WORK TO COMPLETE ::
Below are the records; locate each line with the word "KeyNotFound" and copy it.

Stored data
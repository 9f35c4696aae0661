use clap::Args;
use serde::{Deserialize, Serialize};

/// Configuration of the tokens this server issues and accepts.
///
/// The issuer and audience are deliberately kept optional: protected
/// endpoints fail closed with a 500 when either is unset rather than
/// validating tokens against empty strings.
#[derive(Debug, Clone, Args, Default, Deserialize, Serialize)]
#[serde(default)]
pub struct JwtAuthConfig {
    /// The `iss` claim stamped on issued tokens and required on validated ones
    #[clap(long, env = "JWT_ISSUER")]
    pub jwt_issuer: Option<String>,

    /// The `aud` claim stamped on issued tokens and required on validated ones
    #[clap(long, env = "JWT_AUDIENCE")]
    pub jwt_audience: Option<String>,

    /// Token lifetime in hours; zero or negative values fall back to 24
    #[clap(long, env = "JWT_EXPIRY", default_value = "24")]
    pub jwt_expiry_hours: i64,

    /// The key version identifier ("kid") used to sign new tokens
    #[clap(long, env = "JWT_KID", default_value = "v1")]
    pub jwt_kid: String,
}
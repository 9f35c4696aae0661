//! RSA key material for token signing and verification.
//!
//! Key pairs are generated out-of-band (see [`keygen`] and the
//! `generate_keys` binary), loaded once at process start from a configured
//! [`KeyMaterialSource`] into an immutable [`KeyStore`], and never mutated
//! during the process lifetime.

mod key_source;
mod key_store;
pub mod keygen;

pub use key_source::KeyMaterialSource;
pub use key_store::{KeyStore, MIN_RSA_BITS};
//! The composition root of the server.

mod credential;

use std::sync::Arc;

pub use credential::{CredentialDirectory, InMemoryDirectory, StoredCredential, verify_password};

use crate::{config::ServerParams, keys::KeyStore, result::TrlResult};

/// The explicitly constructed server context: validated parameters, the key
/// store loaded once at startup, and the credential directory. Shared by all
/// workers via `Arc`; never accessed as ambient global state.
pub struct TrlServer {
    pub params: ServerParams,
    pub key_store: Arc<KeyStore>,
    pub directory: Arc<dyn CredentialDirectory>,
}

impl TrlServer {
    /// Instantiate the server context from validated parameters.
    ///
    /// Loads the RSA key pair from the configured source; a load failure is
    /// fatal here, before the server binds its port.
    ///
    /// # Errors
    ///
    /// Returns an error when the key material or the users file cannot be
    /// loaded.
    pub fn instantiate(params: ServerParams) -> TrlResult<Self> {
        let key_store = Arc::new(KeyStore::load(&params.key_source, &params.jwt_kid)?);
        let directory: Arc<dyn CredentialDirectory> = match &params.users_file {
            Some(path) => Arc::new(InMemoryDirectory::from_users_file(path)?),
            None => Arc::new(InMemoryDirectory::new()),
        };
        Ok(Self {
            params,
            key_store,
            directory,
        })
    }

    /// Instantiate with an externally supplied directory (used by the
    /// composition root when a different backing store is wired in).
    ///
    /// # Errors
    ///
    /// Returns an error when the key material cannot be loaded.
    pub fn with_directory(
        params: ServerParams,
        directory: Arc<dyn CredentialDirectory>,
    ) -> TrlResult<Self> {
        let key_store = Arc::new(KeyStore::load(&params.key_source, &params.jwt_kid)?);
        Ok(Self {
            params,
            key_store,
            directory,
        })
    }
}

...

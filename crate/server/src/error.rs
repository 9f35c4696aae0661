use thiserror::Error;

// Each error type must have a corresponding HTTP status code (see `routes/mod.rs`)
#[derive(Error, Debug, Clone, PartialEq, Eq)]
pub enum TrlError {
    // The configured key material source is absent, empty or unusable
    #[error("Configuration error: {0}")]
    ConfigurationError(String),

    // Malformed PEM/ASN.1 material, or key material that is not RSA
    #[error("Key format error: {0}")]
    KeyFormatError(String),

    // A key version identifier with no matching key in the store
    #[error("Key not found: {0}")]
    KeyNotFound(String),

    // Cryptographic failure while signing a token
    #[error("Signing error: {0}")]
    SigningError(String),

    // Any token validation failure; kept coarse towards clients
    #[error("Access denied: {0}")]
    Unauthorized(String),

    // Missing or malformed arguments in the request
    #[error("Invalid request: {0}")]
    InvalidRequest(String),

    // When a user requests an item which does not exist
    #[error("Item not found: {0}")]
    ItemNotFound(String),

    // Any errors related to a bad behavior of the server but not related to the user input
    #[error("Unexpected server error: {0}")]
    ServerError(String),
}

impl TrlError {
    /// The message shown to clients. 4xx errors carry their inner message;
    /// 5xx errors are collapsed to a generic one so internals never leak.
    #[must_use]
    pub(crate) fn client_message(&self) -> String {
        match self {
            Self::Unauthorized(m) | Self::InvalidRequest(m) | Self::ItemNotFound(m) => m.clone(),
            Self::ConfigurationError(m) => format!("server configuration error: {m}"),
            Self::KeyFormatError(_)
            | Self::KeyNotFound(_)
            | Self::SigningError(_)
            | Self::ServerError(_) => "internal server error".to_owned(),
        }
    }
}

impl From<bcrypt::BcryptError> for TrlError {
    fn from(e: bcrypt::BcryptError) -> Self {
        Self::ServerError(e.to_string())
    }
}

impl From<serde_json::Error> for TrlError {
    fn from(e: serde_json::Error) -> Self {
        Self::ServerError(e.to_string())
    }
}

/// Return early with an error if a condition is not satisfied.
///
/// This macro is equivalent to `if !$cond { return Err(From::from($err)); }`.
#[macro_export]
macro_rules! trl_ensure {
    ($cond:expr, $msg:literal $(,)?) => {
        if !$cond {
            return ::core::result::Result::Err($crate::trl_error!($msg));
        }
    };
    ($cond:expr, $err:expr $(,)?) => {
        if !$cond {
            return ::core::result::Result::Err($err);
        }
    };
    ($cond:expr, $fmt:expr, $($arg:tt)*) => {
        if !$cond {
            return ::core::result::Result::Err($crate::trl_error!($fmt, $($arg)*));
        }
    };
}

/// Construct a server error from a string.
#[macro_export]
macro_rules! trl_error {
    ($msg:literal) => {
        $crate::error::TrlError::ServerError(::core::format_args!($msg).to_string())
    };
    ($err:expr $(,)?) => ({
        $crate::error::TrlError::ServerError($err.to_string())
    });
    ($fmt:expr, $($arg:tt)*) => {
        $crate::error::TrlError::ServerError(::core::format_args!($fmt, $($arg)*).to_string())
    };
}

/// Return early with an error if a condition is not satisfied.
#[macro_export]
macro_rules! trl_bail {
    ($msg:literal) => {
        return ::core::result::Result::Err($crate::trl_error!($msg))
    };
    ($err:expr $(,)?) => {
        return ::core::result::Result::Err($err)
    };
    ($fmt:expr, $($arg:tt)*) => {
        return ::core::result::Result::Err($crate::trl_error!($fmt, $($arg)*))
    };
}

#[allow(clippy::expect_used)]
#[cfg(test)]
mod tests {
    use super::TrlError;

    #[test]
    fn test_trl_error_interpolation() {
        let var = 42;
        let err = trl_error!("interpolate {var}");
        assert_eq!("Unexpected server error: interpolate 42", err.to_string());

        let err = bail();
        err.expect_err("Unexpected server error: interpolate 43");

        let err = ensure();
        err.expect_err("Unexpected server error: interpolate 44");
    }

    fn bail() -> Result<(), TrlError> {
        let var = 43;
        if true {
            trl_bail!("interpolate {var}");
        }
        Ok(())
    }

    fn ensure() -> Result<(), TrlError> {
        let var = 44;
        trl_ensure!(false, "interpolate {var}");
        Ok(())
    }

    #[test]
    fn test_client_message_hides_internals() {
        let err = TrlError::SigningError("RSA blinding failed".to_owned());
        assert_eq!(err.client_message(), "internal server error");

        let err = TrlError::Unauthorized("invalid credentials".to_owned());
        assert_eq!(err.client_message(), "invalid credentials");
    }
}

RESPONSE TO THIS TASK ::
    KeyNotFound(String),
            | Self::KeyNotFound(_)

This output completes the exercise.